===== Material shown =====

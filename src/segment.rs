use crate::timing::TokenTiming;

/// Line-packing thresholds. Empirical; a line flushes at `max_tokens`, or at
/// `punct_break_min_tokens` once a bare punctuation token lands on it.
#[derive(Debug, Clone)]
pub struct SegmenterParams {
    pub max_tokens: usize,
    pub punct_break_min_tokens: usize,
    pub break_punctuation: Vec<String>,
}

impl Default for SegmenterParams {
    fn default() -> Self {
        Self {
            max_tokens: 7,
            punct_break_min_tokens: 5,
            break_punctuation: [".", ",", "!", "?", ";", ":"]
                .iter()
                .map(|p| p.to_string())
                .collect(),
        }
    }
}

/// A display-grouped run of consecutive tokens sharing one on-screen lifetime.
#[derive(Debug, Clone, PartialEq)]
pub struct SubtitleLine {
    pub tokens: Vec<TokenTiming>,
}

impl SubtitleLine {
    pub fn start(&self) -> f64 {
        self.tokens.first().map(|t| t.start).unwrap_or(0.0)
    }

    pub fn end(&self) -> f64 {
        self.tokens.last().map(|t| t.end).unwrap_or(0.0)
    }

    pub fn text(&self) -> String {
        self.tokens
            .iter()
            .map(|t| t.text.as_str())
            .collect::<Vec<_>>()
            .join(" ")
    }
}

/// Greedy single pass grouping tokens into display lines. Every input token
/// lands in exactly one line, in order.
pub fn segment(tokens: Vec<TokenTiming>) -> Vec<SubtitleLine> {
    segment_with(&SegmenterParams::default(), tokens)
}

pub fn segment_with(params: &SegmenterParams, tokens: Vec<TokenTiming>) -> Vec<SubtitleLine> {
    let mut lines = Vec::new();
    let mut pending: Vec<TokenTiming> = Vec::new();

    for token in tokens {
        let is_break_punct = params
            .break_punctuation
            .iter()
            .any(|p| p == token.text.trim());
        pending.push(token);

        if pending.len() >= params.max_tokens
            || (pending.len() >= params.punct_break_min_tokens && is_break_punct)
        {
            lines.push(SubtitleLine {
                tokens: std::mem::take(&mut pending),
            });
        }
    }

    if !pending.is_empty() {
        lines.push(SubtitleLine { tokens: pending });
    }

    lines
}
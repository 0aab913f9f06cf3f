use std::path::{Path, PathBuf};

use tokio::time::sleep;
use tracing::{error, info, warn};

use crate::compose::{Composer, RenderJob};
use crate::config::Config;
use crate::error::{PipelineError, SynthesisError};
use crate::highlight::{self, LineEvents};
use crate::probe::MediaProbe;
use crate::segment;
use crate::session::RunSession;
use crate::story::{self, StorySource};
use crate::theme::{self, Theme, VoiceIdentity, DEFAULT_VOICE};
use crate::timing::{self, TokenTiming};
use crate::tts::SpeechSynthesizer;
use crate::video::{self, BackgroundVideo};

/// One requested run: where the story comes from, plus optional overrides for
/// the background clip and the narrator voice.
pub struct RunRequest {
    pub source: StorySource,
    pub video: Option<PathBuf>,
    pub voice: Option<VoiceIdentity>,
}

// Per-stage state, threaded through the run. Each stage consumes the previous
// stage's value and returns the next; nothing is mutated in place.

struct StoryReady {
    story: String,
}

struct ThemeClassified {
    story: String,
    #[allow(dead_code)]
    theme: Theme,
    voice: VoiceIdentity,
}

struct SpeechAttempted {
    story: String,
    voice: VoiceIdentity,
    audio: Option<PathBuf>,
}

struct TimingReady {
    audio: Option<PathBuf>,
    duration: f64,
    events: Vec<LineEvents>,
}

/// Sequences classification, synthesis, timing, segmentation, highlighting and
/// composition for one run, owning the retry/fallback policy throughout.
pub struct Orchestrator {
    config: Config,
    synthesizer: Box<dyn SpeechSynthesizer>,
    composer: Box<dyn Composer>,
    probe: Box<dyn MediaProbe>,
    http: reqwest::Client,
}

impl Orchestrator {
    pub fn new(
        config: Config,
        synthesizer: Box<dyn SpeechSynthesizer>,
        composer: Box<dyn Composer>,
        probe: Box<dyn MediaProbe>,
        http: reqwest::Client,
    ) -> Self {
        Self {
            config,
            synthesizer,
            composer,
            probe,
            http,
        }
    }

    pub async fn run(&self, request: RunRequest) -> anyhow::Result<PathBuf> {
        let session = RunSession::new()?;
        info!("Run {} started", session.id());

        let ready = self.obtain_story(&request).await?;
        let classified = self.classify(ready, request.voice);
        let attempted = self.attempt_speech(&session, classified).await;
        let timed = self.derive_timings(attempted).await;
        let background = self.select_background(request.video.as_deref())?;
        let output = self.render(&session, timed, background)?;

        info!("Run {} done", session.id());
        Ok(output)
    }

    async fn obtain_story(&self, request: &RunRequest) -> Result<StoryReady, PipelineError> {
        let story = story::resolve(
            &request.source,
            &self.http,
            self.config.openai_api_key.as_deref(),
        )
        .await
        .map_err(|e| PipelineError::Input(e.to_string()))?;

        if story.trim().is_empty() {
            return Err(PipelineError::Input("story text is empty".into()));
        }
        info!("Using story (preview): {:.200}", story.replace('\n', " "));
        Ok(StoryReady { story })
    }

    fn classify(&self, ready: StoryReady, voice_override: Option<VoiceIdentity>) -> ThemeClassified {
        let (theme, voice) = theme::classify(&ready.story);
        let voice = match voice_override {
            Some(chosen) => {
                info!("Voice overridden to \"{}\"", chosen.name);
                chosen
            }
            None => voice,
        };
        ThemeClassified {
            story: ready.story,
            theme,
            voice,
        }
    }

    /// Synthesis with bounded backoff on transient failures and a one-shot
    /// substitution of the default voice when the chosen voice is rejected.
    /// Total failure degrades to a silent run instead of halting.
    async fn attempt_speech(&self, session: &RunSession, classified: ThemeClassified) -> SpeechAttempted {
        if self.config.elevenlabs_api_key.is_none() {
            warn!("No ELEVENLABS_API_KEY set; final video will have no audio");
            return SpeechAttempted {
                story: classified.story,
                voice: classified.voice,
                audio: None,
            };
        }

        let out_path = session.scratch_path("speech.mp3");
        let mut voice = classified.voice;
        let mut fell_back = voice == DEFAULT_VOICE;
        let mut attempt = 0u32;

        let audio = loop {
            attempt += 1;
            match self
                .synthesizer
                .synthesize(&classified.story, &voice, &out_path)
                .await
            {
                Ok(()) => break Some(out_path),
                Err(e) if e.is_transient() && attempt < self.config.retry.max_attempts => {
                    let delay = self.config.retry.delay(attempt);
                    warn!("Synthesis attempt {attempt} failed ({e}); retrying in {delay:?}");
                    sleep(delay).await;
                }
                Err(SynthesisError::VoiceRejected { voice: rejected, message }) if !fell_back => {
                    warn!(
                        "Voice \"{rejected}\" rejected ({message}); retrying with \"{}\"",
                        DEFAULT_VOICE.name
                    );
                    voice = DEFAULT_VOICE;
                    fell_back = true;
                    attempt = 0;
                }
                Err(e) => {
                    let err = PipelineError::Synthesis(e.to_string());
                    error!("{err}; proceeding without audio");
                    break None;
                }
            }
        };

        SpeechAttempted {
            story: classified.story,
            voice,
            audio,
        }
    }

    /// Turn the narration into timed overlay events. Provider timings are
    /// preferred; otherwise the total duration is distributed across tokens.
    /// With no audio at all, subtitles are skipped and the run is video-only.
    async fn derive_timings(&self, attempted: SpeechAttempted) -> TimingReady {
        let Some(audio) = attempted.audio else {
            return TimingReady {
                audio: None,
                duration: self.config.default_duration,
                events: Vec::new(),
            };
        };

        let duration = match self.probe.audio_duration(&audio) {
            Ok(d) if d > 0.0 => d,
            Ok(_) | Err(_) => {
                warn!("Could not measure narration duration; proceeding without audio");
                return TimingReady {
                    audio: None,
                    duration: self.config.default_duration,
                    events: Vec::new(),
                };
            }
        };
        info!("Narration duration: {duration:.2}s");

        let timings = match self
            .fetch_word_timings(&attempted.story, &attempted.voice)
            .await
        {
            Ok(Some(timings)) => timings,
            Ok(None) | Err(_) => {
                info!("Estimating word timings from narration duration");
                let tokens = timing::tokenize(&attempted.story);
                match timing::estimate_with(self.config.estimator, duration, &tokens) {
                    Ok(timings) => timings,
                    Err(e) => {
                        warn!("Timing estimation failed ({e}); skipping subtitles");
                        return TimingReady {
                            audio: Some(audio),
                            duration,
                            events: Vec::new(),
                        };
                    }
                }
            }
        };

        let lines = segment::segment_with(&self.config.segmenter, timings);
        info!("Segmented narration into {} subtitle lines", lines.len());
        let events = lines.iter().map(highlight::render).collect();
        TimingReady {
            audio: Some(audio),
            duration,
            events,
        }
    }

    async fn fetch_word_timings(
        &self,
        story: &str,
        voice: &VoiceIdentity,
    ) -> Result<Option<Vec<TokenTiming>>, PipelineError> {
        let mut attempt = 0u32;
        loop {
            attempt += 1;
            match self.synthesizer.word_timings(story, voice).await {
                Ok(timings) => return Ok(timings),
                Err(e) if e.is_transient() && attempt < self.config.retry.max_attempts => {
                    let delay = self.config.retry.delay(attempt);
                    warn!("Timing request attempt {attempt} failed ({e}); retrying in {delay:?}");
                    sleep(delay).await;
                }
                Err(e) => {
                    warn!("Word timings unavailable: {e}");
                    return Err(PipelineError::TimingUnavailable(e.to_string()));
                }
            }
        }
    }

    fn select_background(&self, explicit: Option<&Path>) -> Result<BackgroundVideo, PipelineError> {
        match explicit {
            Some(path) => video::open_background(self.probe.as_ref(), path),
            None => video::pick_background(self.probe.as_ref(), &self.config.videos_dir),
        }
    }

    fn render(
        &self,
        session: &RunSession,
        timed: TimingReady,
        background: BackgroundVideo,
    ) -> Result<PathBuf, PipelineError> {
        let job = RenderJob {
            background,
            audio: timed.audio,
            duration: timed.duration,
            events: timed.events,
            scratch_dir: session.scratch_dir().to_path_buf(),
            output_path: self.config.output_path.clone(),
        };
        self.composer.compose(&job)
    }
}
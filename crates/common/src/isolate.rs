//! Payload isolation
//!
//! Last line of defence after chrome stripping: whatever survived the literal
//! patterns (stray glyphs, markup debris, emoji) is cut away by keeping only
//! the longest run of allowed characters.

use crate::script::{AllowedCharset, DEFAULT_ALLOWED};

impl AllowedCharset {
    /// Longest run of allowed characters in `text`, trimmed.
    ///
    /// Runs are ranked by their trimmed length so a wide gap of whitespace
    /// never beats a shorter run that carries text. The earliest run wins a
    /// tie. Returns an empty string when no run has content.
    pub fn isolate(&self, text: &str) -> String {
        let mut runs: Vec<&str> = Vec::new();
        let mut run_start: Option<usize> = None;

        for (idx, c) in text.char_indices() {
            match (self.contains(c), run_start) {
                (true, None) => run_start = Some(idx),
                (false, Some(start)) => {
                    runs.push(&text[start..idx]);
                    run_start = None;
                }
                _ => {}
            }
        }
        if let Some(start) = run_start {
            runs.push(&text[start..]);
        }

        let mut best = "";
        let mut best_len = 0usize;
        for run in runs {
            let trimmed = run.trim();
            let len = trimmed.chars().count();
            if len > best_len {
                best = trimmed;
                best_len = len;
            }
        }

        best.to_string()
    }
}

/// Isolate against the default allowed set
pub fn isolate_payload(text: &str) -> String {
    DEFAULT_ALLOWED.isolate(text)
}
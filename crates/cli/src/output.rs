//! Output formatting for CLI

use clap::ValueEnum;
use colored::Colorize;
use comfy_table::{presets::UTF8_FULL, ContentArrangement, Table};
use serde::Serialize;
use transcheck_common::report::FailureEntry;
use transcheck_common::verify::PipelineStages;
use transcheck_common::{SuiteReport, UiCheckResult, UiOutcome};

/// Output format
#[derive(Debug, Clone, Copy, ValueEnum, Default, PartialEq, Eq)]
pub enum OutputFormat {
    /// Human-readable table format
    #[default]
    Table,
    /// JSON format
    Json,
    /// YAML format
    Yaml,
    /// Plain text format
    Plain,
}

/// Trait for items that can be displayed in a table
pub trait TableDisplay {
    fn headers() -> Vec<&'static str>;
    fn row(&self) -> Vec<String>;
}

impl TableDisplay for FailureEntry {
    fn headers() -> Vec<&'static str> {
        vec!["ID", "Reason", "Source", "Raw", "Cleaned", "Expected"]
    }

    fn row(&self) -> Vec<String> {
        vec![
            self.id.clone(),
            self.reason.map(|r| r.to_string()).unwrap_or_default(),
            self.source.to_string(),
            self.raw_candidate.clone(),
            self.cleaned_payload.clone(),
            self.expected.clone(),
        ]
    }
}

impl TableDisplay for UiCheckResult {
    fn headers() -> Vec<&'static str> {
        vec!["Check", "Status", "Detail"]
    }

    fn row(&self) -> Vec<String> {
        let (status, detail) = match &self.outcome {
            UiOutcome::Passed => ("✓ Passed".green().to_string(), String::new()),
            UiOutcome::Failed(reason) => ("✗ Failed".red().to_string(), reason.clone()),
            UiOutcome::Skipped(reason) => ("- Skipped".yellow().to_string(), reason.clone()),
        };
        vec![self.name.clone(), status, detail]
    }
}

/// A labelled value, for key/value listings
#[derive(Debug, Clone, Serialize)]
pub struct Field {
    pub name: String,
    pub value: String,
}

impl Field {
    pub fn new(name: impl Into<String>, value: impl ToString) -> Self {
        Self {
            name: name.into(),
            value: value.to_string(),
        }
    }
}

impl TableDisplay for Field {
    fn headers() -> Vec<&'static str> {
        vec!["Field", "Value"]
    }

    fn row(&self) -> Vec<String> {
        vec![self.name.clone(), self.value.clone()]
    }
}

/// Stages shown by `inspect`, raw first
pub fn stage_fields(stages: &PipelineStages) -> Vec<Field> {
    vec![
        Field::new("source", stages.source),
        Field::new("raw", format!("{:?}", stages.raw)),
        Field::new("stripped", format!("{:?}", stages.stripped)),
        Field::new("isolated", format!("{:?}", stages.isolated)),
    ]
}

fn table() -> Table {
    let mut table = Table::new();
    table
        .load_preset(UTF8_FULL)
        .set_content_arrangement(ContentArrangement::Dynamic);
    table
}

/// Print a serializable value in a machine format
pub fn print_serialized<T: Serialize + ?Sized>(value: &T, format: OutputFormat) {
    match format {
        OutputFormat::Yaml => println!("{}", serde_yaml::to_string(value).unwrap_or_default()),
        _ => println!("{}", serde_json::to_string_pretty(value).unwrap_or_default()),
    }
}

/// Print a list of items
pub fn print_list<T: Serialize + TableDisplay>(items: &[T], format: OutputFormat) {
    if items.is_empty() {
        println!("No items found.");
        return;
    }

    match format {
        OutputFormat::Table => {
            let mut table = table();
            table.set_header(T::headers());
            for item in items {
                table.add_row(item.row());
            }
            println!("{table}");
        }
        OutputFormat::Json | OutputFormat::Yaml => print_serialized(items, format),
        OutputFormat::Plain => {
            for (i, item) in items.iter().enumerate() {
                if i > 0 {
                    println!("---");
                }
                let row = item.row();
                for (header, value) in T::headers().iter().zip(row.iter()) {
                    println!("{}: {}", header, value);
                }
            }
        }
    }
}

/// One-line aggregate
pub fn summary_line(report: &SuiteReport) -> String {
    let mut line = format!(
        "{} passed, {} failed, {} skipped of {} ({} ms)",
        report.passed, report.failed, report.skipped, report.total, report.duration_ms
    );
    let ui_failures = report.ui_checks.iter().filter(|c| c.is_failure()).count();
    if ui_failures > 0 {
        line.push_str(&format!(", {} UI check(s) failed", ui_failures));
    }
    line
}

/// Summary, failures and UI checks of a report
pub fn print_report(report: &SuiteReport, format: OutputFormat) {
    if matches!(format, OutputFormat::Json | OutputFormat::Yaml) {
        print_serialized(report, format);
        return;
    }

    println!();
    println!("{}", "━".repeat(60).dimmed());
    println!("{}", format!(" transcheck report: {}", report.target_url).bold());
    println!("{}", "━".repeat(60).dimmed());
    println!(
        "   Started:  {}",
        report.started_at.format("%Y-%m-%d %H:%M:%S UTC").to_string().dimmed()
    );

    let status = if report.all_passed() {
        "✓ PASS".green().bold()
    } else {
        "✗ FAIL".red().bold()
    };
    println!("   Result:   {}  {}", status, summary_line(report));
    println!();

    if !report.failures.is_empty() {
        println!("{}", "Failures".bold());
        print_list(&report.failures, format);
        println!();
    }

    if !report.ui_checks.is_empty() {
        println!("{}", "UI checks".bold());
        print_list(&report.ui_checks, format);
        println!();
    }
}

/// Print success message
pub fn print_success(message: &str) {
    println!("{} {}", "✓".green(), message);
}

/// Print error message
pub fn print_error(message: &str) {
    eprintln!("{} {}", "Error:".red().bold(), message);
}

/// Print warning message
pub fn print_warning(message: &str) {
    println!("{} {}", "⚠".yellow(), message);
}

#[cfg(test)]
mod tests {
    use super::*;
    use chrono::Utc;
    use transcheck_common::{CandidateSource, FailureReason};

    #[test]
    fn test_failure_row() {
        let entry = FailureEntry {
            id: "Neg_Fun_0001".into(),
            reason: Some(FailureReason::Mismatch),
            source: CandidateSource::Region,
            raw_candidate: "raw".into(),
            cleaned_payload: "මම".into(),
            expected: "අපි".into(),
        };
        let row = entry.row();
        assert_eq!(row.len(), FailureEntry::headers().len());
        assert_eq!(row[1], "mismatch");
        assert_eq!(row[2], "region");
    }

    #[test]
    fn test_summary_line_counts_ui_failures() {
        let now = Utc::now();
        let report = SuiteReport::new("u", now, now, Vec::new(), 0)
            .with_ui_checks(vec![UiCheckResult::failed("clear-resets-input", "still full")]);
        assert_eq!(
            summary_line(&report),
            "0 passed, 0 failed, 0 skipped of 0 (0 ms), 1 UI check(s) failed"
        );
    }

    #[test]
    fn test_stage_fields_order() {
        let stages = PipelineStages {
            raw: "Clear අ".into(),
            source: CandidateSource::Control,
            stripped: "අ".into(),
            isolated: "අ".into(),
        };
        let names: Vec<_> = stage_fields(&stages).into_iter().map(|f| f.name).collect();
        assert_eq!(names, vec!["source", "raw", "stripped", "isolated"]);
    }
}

=====

Brief - Above are some records; copy each line there that contains "first".

Exercise answer -
        self.tokens.first().map(|t| t.start).unwrap_or(0.0)
/// Stages shown by `inspect`, raw first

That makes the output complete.